Ansichten eines  fast  normalen Bürgers
Ein Hirnlüftchen von hajo. Dreyfuß

Feinheiten
 
oder: aus Freude am Worte
 

Wer im Usenet oder in Web-Foren ein wenig mitliest, lernt schnell eine besondere Spezies kennen: Autoren, denen es ein besonderes Vergnügen zu bereiten scheint, möglichst viele Beiträge dergestalt zu verfassen, daß es möglichst viele Mitmenschen spontan auf möglichst viele Palmen treibt.

Im Usenet-Jargon nennt mensch dies höflich "Troll" (in deutschen Newsgroups auch "Elch"), was sich auf französisch als "Provocateur" übersetzen ließe und hierzulande seine Entsprechung etwa in Worten wie "Rüpel" oder "Stänker" findet.

Diese spezielle Art von Autoren nutzt den Umstand, daß PCs mindestens ebenso geduldig sind wie Papier, und selbst das Eintippen perfidester Ungeheuerlichkeiten nicht in den umgehenden Empfang wohlverdienter Backpfeifen mündet. So, wie dereinst bei Wilhelm Busch die Lausbuben Max und Moritz den armen Schneider Wilhelm Böck aus der sicheren Deckung heraus neckten, so finden sich heute CyberDogZ und ArnoNymZ zuhauf, die sich k3wL (sprich: cool, meine: bemerkenswert) dünken, wenn ihr literarisches Elaborat mehr Beachtung findet als das eigentlich zur Debatte stehende Thema.

Diesem niederen Bedürfnis ward am 9. April 2008 an höchster Stelle besondere Ehrung zuteil. Im Deutschen Bundestag wurde just dieser Menschenschlag tatsächlich benannt. Zwar war es nur bei einer kleinen Anhörung zur Frage, ob "Online-Sucht" ein relevantes Thema für die hoheitsvolle Aufmerksamkeit der erlauchten Volksvertreter sei. Zwar bestand das hauptsächliche Bestreben des Ausschusses darin, den versammelten Gesetzgeber in seinem aktuellen Bestreben zu bremsen, jegliche Sucht in diesem Lande durch striktes Verbot haft- und abschiebefähig machen zu wollen. Zwar fand die erwähnte Erwähnung somit nur beiläufig und am Rande statt. Zwar hatte das Hohe Haus an jenem Tage noch einige andere Themen. Aber immerhin: erwähnt ist erwähnt.

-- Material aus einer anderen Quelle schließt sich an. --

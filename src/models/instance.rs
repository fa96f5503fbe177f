//! Problem instance: one operating day.
//!
//! Bundles the rooms, guests, housekeepers, and cleaning duration function
//! the solvers read. Solvers never mutate an instance; every `solve` call
//! builds its own schedule and assignment.

use serde::{Deserialize, Serialize};

use super::{CleaningTime, Guest, Housekeeper, Room, RoomNum, Tick};

/// Input for a single simulated day.
///
/// # Example
///
/// ```
/// use u_housekeeping::models::{CleaningTime, Guest, Housekeeper, Instance, Room};
///
/// let instance = Instance::new()
///     .with_room(Room::new(1, 1, 5))
///     .with_room(Room::new(2, 2, 5))
///     .with_guest(Guest::new(1, 30, 1))
///     .with_housekeeper(Housekeeper::new(1).with_name("A"))
///     .with_cleaning_time(CleaningTime::constant(10));
///
/// assert_eq!(instance.room_count(), 2);
/// assert_eq!(instance.cleaning_duration(&instance.rooms[0]), 10);
/// ```
#[derive(Debug, Clone, Default, PartialEq, Eq, Serialize, Deserialize)]
pub struct Instance {
    /// Rooms in input order.
    pub rooms: Vec<Room>,
    /// Guests in input order.
    pub guests: Vec<Guest>,
    /// Housekeepers in input order (also the tie-break order).
    pub housekeepers: Vec<Housekeeper>,
    /// Cleaning duration function.
    pub cleaning_time: CleaningTime,
}

impl Instance {
    /// Creates an empty instance with unit cleaning time.
    pub fn new() -> Self {
        Self::default()
    }

    /// Adds a room.
    pub fn with_room(mut self, room: Room) -> Self {
        self.rooms.push(room);
        self
    }

    /// Adds rooms.
    pub fn with_rooms(mut self, rooms: impl IntoIterator<Item = Room>) -> Self {
        self.rooms.extend(rooms);
        self
    }

    /// Adds a guest.
    pub fn with_guest(mut self, guest: Guest) -> Self {
        self.guests.push(guest);
        self
    }

    /// Adds guests.
    pub fn with_guests(mut self, guests: impl IntoIterator<Item = Guest>) -> Self {
        self.guests.extend(guests);
        self
    }

    /// Adds a housekeeper.
    pub fn with_housekeeper(mut self, housekeeper: Housekeeper) -> Self {
        self.housekeepers.push(housekeeper);
        self
    }

    /// Adds `n` anonymous housekeepers with ids `1..=n` after the existing ones.
    pub fn with_staff(mut self, n: u32) -> Self {
        let base = self.housekeepers.len() as u32;
        self.housekeepers
            .extend((1..=n).map(|i| Housekeeper::new(base + i)));
        self
    }

    /// Sets the cleaning duration function.
    pub fn with_cleaning_time(mut self, cleaning_time: CleaningTime) -> Self {
        self.cleaning_time = cleaning_time;
        self
    }

    /// Cleaning duration of a room.
    #[inline]
    pub fn cleaning_duration(&self, room: &Room) -> Tick {
        self.cleaning_time.duration(room)
    }

    /// Finds a room by number.
    pub fn room(&self, num: RoomNum) -> Option<&Room> {
        self.rooms.iter().find(|r| r.num == num)
    }

    /// Rooms sorted by checkout time. Ties keep input order.
    pub fn rooms_by_release(&self) -> Vec<&Room> {
        let mut rooms: Vec<&Room> = self.rooms.iter().collect();
        rooms.sort_by_key(|r| r.release);
        rooms
    }

    /// Guests sorted by arrival. Ties keep input order.
    pub fn guests_by_arrival(&self) -> Vec<&Guest> {
        let mut guests: Vec<&Guest> = self.guests.iter().collect();
        guests.sort_by_key(|g| g.arrival);
        guests
    }

    /// Number of rooms.
    pub fn room_count(&self) -> usize {
        self.rooms.len()
    }

    /// Number of guests.
    pub fn guest_count(&self) -> usize {
        self.guests.len()
    }

    /// Number of housekeepers.
    pub fn housekeeper_count(&self) -> usize {
        self.housekeepers.len()
    }
}
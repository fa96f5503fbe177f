//! Greedy housekeeping schedulers.
//!
//! All variants share one workload-balancing core: rooms are taken in
//! checkout order and handed to the housekeeper with the smallest
//! makespan. They differ in which room is offered next.
//!
//! | Scheduler | Label | Order |
//! |-----------|-------|-------|
//! | [`FirstAvailableScheduler`] | `FirstAvailable` | every room in checkout order |
//! | [`NeedsFirstScheduler::new`] | `NeedsFirst` | rooms in demand first, extra rooms after |
//! | [`NeedsFirstScheduler::with_idle_fill`] | `NeedsFirstIdleFill` | as above, but idle staff clean any room |
//!
//! # References
//!
//! - Graham (1966), "Bounds for certain multiprocessing anomalies"
//! - Pinedo (2016), "Scheduling: Theory, Algorithms, and Systems", Ch. 5

mod first_available;
mod needs_first;
mod pool;

pub use first_available::FirstAvailableScheduler;
pub use needs_first::{IdlePolicy, NeedsFirstScheduler};
//! Room-type demand resolution.
//!
//! Computes the minimum demand multiset: one room type per guest, the
//! lowest type at or above the request that the inventory still holds
//! once earlier guests have taken theirs. When a requested type runs out
//! the guest is force-upgraded to the next type in stock.
//!
//! # Example
//!
//! ```
//! use u_housekeeping::demand::{resolve_types, TypeCounts};
//!
//! let inventory = TypeCounts::from_types([1, 1, 2, 3]);
//! let demand = resolve_types(&inventory, [1, 1, 1]).unwrap();
//! assert_eq!(demand, TypeCounts::from_types([1, 1, 2]));
//! ```

use serde::{Deserialize, Serialize};
use std::collections::BTreeMap;

use crate::error::SolveError;
use crate::models::{Guest, Room, RoomType};
use crate::validation::{ValidationError, ValidationErrorKind};

/// Multiset of room types stored as type → remaining count.
///
/// Types with a zero count are removed, so `contains` is `count > 0`.
#[derive(Debug, Clone, Default, PartialEq, Eq, Serialize, Deserialize)]
pub struct TypeCounts {
    counts: BTreeMap<RoomType, usize>,
}

impl TypeCounts {
    /// Creates an empty multiset.
    pub fn new() -> Self {
        Self::default()
    }

    /// Builds a multiset from a list of types.
    pub fn from_types(types: impl IntoIterator<Item = RoomType>) -> Self {
        let mut counts = Self::new();
        for t in types {
            counts.insert(t);
        }
        counts
    }

    /// Type multiset of a room list.
    pub fn of_rooms<'a>(rooms: impl IntoIterator<Item = &'a Room>) -> Self {
        Self::from_types(rooms.into_iter().map(|r| r.room_type))
    }

    /// Adds one unit of a type.
    pub fn insert(&mut self, room_type: RoomType) {
        *self.counts.entry(room_type).or_insert(0) += 1;
    }

    /// Remaining units of a type.
    pub fn count(&self, room_type: RoomType) -> usize {
        self.counts.get(&room_type).copied().unwrap_or(0)
    }

    /// Whether at least one unit of the type remains.
    pub fn contains(&self, room_type: RoomType) -> bool {
        self.count(room_type) > 0
    }

    /// Removes one unit of a type. Returns `false` if none was left.
    pub fn take(&mut self, room_type: RoomType) -> bool {
        match self.counts.get_mut(&room_type) {
            Some(n) if *n > 1 => {
                *n -= 1;
                true
            }
            Some(_) => {
                self.counts.remove(&room_type);
                true
            }
            None => false,
        }
    }

    /// Lowest type `>= room_type` still in stock.
    ///
    /// Same answer as probing `room_type, room_type + 1, ...` one by one,
    /// but stops when the stock above is exhausted.
    pub fn lowest_at_least(&self, room_type: RoomType) -> Option<RoomType> {
        self.counts.range(room_type..).next().map(|(&t, _)| t)
    }

    /// Total number of units.
    pub fn len(&self) -> usize {
        self.counts.values().sum()
    }

    /// Whether no units remain.
    pub fn is_empty(&self) -> bool {
        self.counts.is_empty()
    }

    /// `(type, count)` pairs by ascending type.
    pub fn iter(&self) -> impl Iterator<Item = (RoomType, usize)> + '_ {
        self.counts.iter().map(|(&t, &n)| (t, n))
    }
}

/// Resolves requested types against an inventory, in request order.
///
/// # Errors
/// `InvalidInput` if a request finds no type at or above it in stock.
pub fn resolve_types(
    inventory: &TypeCounts,
    requests: impl IntoIterator<Item = RoomType>,
) -> Result<TypeCounts, SolveError> {
    let mut stock = inventory.clone();
    let mut demand = TypeCounts::new();

    for requested in requests {
        let granted = stock.lowest_at_least(requested).ok_or_else(|| {
            SolveError::invalid(ValidationError::new(
                ValidationErrorKind::UnsatisfiableRequest,
                format!("No room of type {requested} or above left in stock"),
            ))
        })?;
        stock.take(granted);
        demand.insert(granted);
    }

    Ok(demand)
}

/// Minimum demand multiset for a day, guests taken in list order.
pub fn resolve_demand(rooms: &[Room], guests: &[Guest]) -> Result<TypeCounts, SolveError> {
    resolve_types(
        &TypeCounts::of_rooms(rooms),
        guests.iter().map(|g| g.room_type),
    )
}

#[cfg(test)]
mod tests {
    use super::*;

    #[test]
    fn test_type_counts_basics() {
        let mut c = TypeCounts::from_types([2, 1, 2]);
        assert_eq!(c.len(), 3);
        assert_eq!(c.count(2), 2);
        assert!(c.contains(1));
        assert!(!c.contains(3));

        assert!(c.take(1));
        assert!(!c.contains(1));
        assert!(!c.take(1));
        assert_eq!(c.iter().collect::<Vec<_>>(), vec![(2, 2)]);
    }

    #[test]
    fn test_lowest_at_least() {
        let c = TypeCounts::from_types([1, 3, 5]);
        assert_eq!(c.lowest_at_least(0), Some(1));
        assert_eq!(c.lowest_at_least(2), Some(3));
        assert_eq!(c.lowest_at_least(5), Some(5));
        assert_eq!(c.lowest_at_least(6), None);
    }

    #[test]
    fn test_no_upgrade_needed() {
        let inventory = TypeCounts::from_types([1, 1, 2, 3]);
        let demand = resolve_types(&inventory, [1, 1, 3]).unwrap();
        assert_eq!(demand, TypeCounts::from_types([1, 1, 3]));
    }

    #[test]
    fn test_forced_upgrade() {
        let inventory = TypeCounts::from_types([1, 1, 2, 3]);
        let demand = resolve_types(&inventory, [1, 1, 1]).unwrap();
        assert_eq!(demand, TypeCounts::from_types([1, 1, 2]));
    }

    #[test]
    fn test_upgrade_skips_missing_types() {
        let inventory = TypeCounts::from_types([0, 4, 4]);
        let demand = resolve_types(&inventory, [1, 2]).unwrap();
        assert_eq!(demand, TypeCounts::from_types([4, 4]));
    }

    #[test]
    fn test_request_order_with_exact_stock() {
        let inventory = TypeCounts::from_types([1, 2]);
        let a = resolve_types(&inventory, [1, 2]).unwrap();
        let b = resolve_types(&inventory, [2, 1]).unwrap();
        assert_eq!(a, b);
        assert_eq!(a, TypeCounts::from_types([1, 2]));
    }

    #[test]
    fn test_exhausted_inventory_is_invalid_input() {
        let inventory = TypeCounts::from_types([1, 2]);
        let err = resolve_types(&inventory, [2, 2]).unwrap_err();
        assert!(matches!(err, SolveError::InvalidInput(_)));
    }

    #[test]
    fn test_inventory_untouched() {
        let inventory = TypeCounts::from_types([1, 1]);
        let _ = resolve_types(&inventory, [1]).unwrap();
        assert_eq!(inventory.len(), 2);
    }

    #[test]
    fn test_resolve_demand_from_models() {
        let rooms = vec![Room::new(1, 1, 0), Room::new(2, 1, 0), Room::new(3, 2, 0)];
        let guests = vec![Guest::new(1, 0, 1), Guest::new(2, 0, 1), Guest::new(3, 0, 1)];
        let demand = resolve_demand(&rooms, &guests).unwrap();
        assert_eq!(demand, TypeCounts::from_types([1, 1, 2]));
    }
}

Und weil der Dozent so erlesen und die Formulierung so ausgesucht belesen gewesen, ist sich der hiesige Autor nicht zu schade, auch mal als klassischer Blogger tätig zu werden und das entsprechende Fragment der Fundstelle hier gesondert zu zitieren, aufdaß die wohlgesetzten (und politsch kokett-korrekten) Worte ihre verdiente Geltung erfahren.:

Die Suggestion einer "pseudosozialen Interaktion" und die scheinbar keine Verantwortung begründende Anonymität der Online-Handlungen seien es vor allem, die "Herausforderungen für Persönlichkeiten mit Schwächen im sozialen Bereich" darstellen würden. Dazu käme das Heranzüchten von "Entgleisungen" durch eine "Medienunkultur" schon im prägenden Kindesalter.

Das bleibt uns hier nun so lange erhalten, bis sich für das "Online-Arschloch" eine noch galantere Umschreibung findet.